■ SUPPLIED DATA ■
#[tokio::test]
async fn schema_editor_changes_wait_for_next_upgrade() {
    let (backend, _) = connected("app").await;
    let editor = backend.get_schema_editor();

    editor.create_collection("tags");
    editor.add_field("tags", "label");
    editor.create_index("users", "users_email", ["email"], true);
    assert_eq!(editor.pending().len(), 2);
    assert!(!backend.table_exists("tags").await.unwrap());

    // A write to a new collection runs the upgrade and drains the queue.
    backend
        .insert("users", Record::new().with("email", "a@x"))
        .await
        .unwrap();
    assert!(editor.pending().is_empty());
    assert!(backend.table_exists("tags").await.unwrap());

    // The index is now live in the store and is case-sensitive.
    let err = backend
        .insert("users", Record::new().with("email", "a@x"))
        .await
        .unwrap_err();
    assert!(matches!(
        err,
        BackendError::Storage(StorageError::Constraint { .. })
    ));
}

#[tokio::test]
async fn schema_editor_apply_forces_upgrade() {
    let (backend, factory) = connected("app").await;
    backend
        .insert("posts", Record::new().with("title", "A"))
        .await
        .unwrap();
    let version = factory.version_of("app").unwrap();

    let editor = backend.get_schema_editor();
    assert!(!editor.apply().await.unwrap());

    editor.drop_collection("posts");
    assert_eq!(
        editor.pending(),
        vec![PendingChange::DropCollection {
            collection: "posts".into()
        }]
    );
    assert!(editor.apply().await.unwrap());

    assert_eq!(factory.version_of("app"), Some(version + 1));
    assert!(!backend.table_exists("posts").await.unwrap());
}

#[tokio::test]
async fn queued_drop_does_not_undo_lazy_create() {
    let (backend, _) = connected("app").await;
    let editor = backend.get_schema_editor();
    editor.drop_collection("posts");

    let post = backend
        .insert("posts", Record::new().with("title", "A"))
        .await
        .unwrap();
    assert_eq!(post.id(), Some(&Value::Integer(1)));
    assert!(editor.pending().is_empty());
    assert!(backend.table_exists("posts").await.unwrap());
    assert_eq!(
        backend.execute(&QueryState::new("posts")).await.unwrap().len(),
        1
    );
}

#[tokio::test]
async fn compile_describes_the_query() {
    let (backend, _) = connected("app").await;
    let compiled = backend.compile(
        &QueryState::new("posts")
            .filter("author__name", "Ada")
            .filter("views__gte", 10i64)
            .order_by("-views")
            .offset(2)
            .limit(5)
            .only(&["id"]),
    );

    assert_eq!(compiled.operation, "scan");
    assert_eq!(compiled.params["collection"], json!("posts"));
    assert_eq!(compiled.params["filters"][0]["lookup"], json!("author__name"));
    assert_eq!(compiled.params["filters"][1]["op"], json!("gte"));
    assert_eq!(compiled.params["order_by"], json!(["-views"]));
    assert_eq!(compiled.params["offset"], json!(2));
    assert_eq!(compiled.params["limit"], json!(5));
    assert_eq!(compiled.params["fields"], json!(["id"]));
}

#[tokio::test]
async fn records_round_trip_through_json() {
    let (backend, _) = connected("app").await;
    let record = Record::from_json(json!({"title": "A", "tags": ["x"], "score": 1.5})).unwrap();

    let saved = backend.insert("posts", record).await.unwrap();
    let fetched = backend
        .get_by_id("posts", saved.id().unwrap())
        .await
        .unwrap()
        .unwrap();
    assert_eq!(fetched.to_json()["tags"], json!(["x"]));
    assert_eq!(fetched.to_json()["score"], json!(1.5));
}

■ WORK REQUIRED ■
Set down the material exactly, keeping every line.

■ RESULT OF THE TASK ■
#[tokio::test]
async fn schema_editor_changes_wait_for_next_upgrade() {
    let (backend, _) = connected("app").await;
    let editor = backend.get_schema_editor();

    editor.create_collection("tags");
    editor.add_field("tags", "label");
    editor.create_index("users", "users_email", ["email"], true);
    assert_eq!(editor.pending().len(), 2);
    assert!(!backend.table_exists("tags").await.unwrap());

    // A write to a new collection runs the upgrade and drains the queue.
    backend
        .insert("users", Record::new().with("email", "a@x"))
        .await
        .unwrap();
    assert!(editor.pending().is_empty());
    assert!(backend.table_exists("tags").await.unwrap());

    // The index is now live in the store and is case-sensitive.
    let err = backend
        .insert("users", Record::new().with("email", "a@x"))
        .await
        .unwrap_err();
    assert!(matches!(
        err,
        BackendError::Storage(StorageError::Constraint { .. })
    ));
}

#[tokio::test]
async fn schema_editor_apply_forces_upgrade() {
    let (backend, factory) = connected("app").await;
    backend
        .insert("posts", Record::new().with("title", "A"))
        .await
        .unwrap();
    let version = factory.version_of("app").unwrap();

    let editor = backend.get_schema_editor();
    assert!(!editor.apply().await.unwrap());

    editor.drop_collection("posts");
    assert_eq!(
        editor.pending(),
        vec![PendingChange::DropCollection {
            collection: "posts".into()
        }]
    );
    assert!(editor.apply().await.unwrap());

    assert_eq!(factory.version_of("app"), Some(version + 1));
    assert!(!backend.table_exists("posts").await.unwrap());
}

#[tokio::test]
async fn queued_drop_does_not_undo_lazy_create() {
    let (backend, _) = connected("app").await;
    let editor = backend.get_schema_editor();
    editor.drop_collection("posts");

    let post = backend
        .insert("posts", Record::new().with("title", "A"))
        .await
        .unwrap();
    assert_eq!(post.id(), Some(&Value::Integer(1)));
    assert!(editor.pending().is_empty());
    assert!(backend.table_exists("posts").await.unwrap());
    assert_eq!(
        backend.execute(&QueryState::new("posts")).await.unwrap().len(),
        1
    );
}

#[tokio::test]
async fn compile_describes_the_query() {
    let (backend, _) = connected("app").await;
    let compiled = backend.compile(
        &QueryState::new("posts")
            .filter("author__name", "Ada")
            .filter("views__gte", 10i64)
            .order_by("-views")
            .offset(2)
            .limit(5)
            .only(&["id"]),
    );

    assert_eq!(compiled.operation, "scan");
    assert_eq!(compiled.params["collection"], json!("posts"));
    assert_eq!(compiled.params["filters"][0]["lookup"], json!("author__name"));
    assert_eq!(compiled.params["filters"][1]["op"], json!("gte"));
    assert_eq!(compiled.params["order_by"], json!(["-views"]));
    assert_eq!(compiled.params["offset"], json!(2));
    assert_eq!(compiled.params["limit"], json!(5));
    assert_eq!(compiled.params["fields"], json!(["id"]));
}

#[tokio::test]
async fn records_round_trip_through_json() {
    let (backend, _) = connected("app").await;
    let record = Record::from_json(json!({"title": "A", "tags": ["x"], "score": 1.5})).unwrap();

    let saved = backend.insert("posts", record).await.unwrap();
    let fetched = backend
        .get_by_id("posts", saved.id().unwrap())
        .await
        .unwrap()
        .unwrap();
    assert_eq!(fetched.to_json()["tags"], json!(["x"]));
    assert_eq!(fetched.to_json()["score"], json!(1.5));
}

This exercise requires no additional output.